**What you have to do**
Every line of the material below in which "Option" shows up is to be located and copied.

**Task input**
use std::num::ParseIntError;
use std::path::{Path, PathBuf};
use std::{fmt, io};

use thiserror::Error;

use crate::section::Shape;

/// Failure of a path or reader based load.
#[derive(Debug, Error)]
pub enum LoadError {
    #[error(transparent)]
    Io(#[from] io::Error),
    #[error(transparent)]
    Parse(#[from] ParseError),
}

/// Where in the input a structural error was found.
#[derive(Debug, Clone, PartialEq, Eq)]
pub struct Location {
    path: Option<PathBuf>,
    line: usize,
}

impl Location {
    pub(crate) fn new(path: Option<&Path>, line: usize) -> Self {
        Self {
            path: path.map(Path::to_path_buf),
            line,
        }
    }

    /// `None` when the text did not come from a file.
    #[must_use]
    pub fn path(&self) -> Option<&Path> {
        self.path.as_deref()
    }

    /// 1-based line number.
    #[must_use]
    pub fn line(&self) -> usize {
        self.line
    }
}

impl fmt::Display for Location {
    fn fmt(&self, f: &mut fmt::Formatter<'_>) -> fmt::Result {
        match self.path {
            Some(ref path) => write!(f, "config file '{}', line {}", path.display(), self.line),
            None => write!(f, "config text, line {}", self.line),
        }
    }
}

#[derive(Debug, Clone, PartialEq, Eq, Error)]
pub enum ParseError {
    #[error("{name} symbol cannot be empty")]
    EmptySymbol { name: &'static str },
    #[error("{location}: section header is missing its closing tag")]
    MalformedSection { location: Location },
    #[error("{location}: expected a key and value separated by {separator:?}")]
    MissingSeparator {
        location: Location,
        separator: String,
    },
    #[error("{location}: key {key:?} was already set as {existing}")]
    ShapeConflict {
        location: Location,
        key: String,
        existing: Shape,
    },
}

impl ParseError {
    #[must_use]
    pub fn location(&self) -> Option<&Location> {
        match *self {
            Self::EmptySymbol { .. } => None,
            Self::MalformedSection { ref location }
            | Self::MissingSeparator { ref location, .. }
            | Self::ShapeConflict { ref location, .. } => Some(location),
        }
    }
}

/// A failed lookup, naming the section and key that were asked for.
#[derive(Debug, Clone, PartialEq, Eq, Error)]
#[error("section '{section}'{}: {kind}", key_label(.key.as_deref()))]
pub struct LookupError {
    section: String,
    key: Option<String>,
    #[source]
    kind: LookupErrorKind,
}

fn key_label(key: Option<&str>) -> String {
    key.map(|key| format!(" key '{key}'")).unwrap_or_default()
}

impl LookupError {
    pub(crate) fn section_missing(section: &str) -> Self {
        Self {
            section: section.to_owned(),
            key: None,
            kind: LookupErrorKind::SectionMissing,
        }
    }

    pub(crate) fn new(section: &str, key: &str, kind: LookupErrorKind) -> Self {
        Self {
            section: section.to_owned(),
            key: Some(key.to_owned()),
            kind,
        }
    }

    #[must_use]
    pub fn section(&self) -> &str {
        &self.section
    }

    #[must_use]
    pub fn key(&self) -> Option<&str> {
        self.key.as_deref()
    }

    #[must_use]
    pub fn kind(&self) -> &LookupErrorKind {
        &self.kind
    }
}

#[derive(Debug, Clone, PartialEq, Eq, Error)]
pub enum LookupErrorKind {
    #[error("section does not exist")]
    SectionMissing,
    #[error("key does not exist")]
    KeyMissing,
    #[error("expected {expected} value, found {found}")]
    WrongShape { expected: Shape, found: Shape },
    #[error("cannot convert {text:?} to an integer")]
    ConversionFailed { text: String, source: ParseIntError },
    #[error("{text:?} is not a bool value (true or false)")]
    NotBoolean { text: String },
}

==

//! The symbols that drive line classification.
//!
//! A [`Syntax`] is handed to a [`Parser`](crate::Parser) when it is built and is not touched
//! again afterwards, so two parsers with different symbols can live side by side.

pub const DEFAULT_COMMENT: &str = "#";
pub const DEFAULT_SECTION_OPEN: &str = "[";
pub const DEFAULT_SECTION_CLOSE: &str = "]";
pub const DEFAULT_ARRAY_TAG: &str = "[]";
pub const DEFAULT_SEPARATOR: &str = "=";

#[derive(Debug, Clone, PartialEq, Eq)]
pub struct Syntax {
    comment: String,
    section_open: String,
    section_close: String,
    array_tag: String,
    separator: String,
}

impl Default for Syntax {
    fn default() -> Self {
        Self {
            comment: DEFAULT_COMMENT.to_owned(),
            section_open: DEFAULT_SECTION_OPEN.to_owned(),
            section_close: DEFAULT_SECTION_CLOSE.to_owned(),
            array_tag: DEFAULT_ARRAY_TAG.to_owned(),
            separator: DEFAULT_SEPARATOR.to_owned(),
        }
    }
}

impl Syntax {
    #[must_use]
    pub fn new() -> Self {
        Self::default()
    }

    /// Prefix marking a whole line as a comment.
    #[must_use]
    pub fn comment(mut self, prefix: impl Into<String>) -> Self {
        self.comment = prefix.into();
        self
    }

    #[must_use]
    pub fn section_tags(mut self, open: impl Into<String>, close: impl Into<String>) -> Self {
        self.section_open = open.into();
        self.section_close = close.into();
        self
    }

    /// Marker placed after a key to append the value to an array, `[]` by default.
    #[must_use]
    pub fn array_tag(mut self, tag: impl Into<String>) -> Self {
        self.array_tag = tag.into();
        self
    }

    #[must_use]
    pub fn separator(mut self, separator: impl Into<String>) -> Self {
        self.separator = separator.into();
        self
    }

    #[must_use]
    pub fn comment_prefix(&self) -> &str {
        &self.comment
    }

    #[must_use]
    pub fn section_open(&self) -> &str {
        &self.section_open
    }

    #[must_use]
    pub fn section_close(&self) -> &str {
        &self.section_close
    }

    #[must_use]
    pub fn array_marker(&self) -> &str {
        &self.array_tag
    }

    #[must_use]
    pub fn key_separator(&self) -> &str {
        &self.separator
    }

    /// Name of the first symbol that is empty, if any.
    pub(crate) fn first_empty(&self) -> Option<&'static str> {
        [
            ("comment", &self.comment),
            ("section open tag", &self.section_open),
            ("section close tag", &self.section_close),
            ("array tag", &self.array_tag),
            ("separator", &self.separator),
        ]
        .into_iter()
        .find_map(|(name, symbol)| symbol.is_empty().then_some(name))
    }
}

**Answer box**
    path: Option<PathBuf>,
    pub(crate) fn new(path: Option<&Path>, line: usize) -> Self {
    pub fn path(&self) -> Option<&Path> {
    pub fn location(&self) -> Option<&Location> {
    key: Option<String>,
fn key_label(key: Option<&str>) -> String {
    pub fn key(&self) -> Option<&str> {
    pub(crate) fn first_empty(&self) -> Option<&'static str> {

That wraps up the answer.